Há flores que, quando aparecem num jardim, fazem parar quem passa. As estrelícias são exatamente isso — uma presença inconfundível, quase teatral, que transforma qualquer espaço numa composição exótica e cheia de vida. Não admira que lhes chamem aves-do-paraíso.
Uma planta com história e personalidade
Originária da África do Sul, a Strelitzia reginae chegou aos jardins portugueses para ficar. Com flores em tons vibrantes de laranja, azul e verde — que imitam, com uma precisão surpreendente, o voo de uma ave tropical — e folhas grandes de verde-acinzentado, esta planta perene pode ultrapassar 1,5 metros de altura.
É resistente, ornamental e com uma floração prolongada que tende a intensificar-se nos meses mais frescos do ano. Uma combinação difícil de resistir.
Onde e como plantar
As estrelícias adaptam-se bem a canteiros, bordaduras, varandas e até como elemento central de um jardim. O segredo está em dois factores essenciais: boa exposição solar e drenagem eficiente.
- Garanta pelo menos 4 a 6 horas de sol direto por dia.
- Use um solo rico em matéria orgânica, misturando terra vegetal, areia e composto.
- Em vaso, escolha recipientes fundos e largos, com furos de drenagem. Cubra o fundo com brita, argila expandida ou cacos de cerâmica.
- Em canteiro, respeite cerca de 50 cm entre plantas para lhes dar espaço para crescer.
Rega: a moderação é a chave
As estrelícias não gostam de excesso de água. O encharcamento é um dos erros mais comuns e pode provocar o apodrecimento das raízes com alguma rapidez.
- No verão, regue duas a três vezes por semana, deixando a superfície do solo secar ligeiramente entre regas.
- No inverno, uma rega semanal é suficiente.
- Sempre que possível, regue de manhã cedo ou ao fim do dia, evitando molhar directamente as folhas e flores.
Adubação: investir na floração
Durante a primavera e o verão, aplique um adubo rico em fósforo — como NPK 4-14-8 — a cada dois meses. O húmus de minhoca ou o composto orgânico são excelentes alternativas naturais. No outono e inverno, suspenda ou reduza a adubação. A planta precisa de descanso para florir com vigor na época seguinte.
Poda e manutenção
Não é necessário podar com frequência.
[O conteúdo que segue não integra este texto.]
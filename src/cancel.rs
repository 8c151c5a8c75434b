//! Cooperative stop signal shared by the decode and playback loops.

use std::sync::{Arc, Condvar, Mutex};
use std::time::{Duration, Instant};

/// A one-way stop flag. Once cancelled it stays cancelled.
///
/// Clones share the same flag, so the one handed to a Ctrl+C handler stops
/// every loop holding a clone.
#[derive(Debug, Clone, Default)]
pub struct CancelToken {
    inner: Arc<(Mutex<bool>, Condvar)>,
}

impl CancelToken {
    pub fn new() -> Self {
        Self::default()
    }

    /// Raise the flag and wake anything blocked in [`CancelToken::wait_timeout`].
    pub fn cancel(&self) {
        let (lock, cvar) = &*self.inner;
        let mut cancelled = lock.lock().unwrap_or_else(|e| e.into_inner());
        *cancelled = true;
        cvar.notify_all();
    }

    pub fn is_cancelled(&self) -> bool {
        let (lock, _) = &*self.inner;
        *lock.lock().unwrap_or_else(|e| e.into_inner())
    }

    /// Sleep for up to `timeout`, returning early if cancelled.
    ///
    /// Returns `true` if the token was cancelled.
    pub fn wait_timeout(&self, timeout: Duration) -> bool {
        let deadline = Instant::now() + timeout;
        let (lock, cvar) = &*self.inner;
        let mut cancelled = lock.lock().unwrap_or_else(|e| e.into_inner());
        while !*cancelled {
            let now = Instant::now();
            if now >= deadline {
                break;
            }
            cancelled = match cvar.wait_timeout(cancelled, deadline - now) {
                Ok((guard, _)) => guard,
                Err(poisoned) => poisoned.into_inner().0,
            };
        }
        *cancelled
    }
}
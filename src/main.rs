use anyhow::{Context, Result};
use asciiplay::{AppConfig, CancelToken, HeightMode, Player, TerminalDisplay};
use clap::Parser;
use log::{info, warn};
use std::path::PathBuf;

#[derive(Parser, Debug)]
#[command(version, about = "Play a video file as ASCII art in the terminal.")]
struct Args {
    /// Video file to play
    video: PathBuf,

    /// Output width in characters
    #[arg(long, short)]
    width: Option<u32>,

    /// Output height in rows (derived from the video's aspect ratio when omitted)
    #[arg(long)]
    height: Option<u32>,

    /// Playback frames per second
    #[arg(long, short)]
    fps: Option<u32>,

    /// Character cell width:height correction used for derived heights
    #[arg(long, conflicts_with = "height")]
    char_aspect: Option<f32>,

    /// Decoded frames buffered ahead of the display
    #[arg(long)]
    queue_capacity: Option<usize>,

    /// Read defaults from this JSON file instead of the usual locations
    #[arg(long)]
    config: Option<PathBuf>,

    /// Print playback statistics as JSON when done
    #[arg(long, default_value_t = false)]
    stats: bool,
}

fn load_config(explicit: Option<&PathBuf>) -> Result<AppConfig> {
    match explicit {
        Some(path) => AppConfig::from_file(path).with_context(|| format!("loading config {}", path.display())),
        None => AppConfig::load().context("loading config"),
    }
}

fn main() -> Result<()> {
    env_logger::Builder::from_env(env_logger::Env::default().default_filter_or("warn")).init();
    let args = Args::parse();

    let cfg = load_config(args.config.as_ref())?;
    let mut options = cfg.options_for(&args.video);
    if let Some(width) = args.width {
        options.width = width;
    }
    if let Some(height) = args.height {
        options.height = HeightMode::Explicit(height);
    } else if let Some(char_aspect) = args.char_aspect {
        options.height = HeightMode::Derived { char_aspect };
    }
    if let Some(fps) = args.fps {
        options.fps = fps;
    }
    if let Some(capacity) = args.queue_capacity {
        options.queue_capacity = capacity;
    }

    let cancel = CancelToken::new();
    let handler_token = cancel.clone();
    if let Err(e) = ctrlc::set_handler(move || handler_token.cancel()) {
        warn!("Ctrl+C handler not installed: {}", e);
    }

    let player = Player::new(options);
    let report = player
        .play(TerminalDisplay::stdout(), &cancel)
        .with_context(|| format!("playing {}", args.video.display()))?;

    if report.cancelled {
        info!("playback interrupted after {} frames", report.frames_shown);
    }
    if report.decoder_failed {
        warn!("decoder stopped early; playback ended after {} frames", report.frames_shown);
    }
    if report.blank_frames > 0 {
        warn!("{} frames could not be converted and were shown blank", report.blank_frames);
    }

    if args.stats {
        println!("{}", serde_json::to_string_pretty(&report).context("serialising playback report")?);
        println!("Effective FPS: {:.1}", report.effective_fps());
    }

    Ok(())
}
Basta retirar as folhas secas ou danificadas e as flores já murchas, usando sempre uma tesoura limpa e bem afiada. Esta pequena atenção ajuda a planta a concentrar energia em novas florações e a manter-se saudável e livre de pragas.
Da horta para a sala: flores que decoram
Uma das grandes vantagens das estrelícias é a longevidade das suas flores, tanto no jardim como em casa. Corte os caules já com as flores abertas e coloque-os num jarro com água, que deve ser trocada de dois em dois dias.
Em arranjos, combinam lindamente com folhagens tropicais ou flores em tons neutros, dando um toque moderno e sofisticado a qualquer divisão.
Dica final: Se quiser estimular uma floração mais abundante, mantenha as estrelícias ligeiramente limitadas na raiz — em vasos um pouco apertados, a planta tende a florescer com mais entusiasmo. Uma pequena provocação que resulta num espectáculo de cor.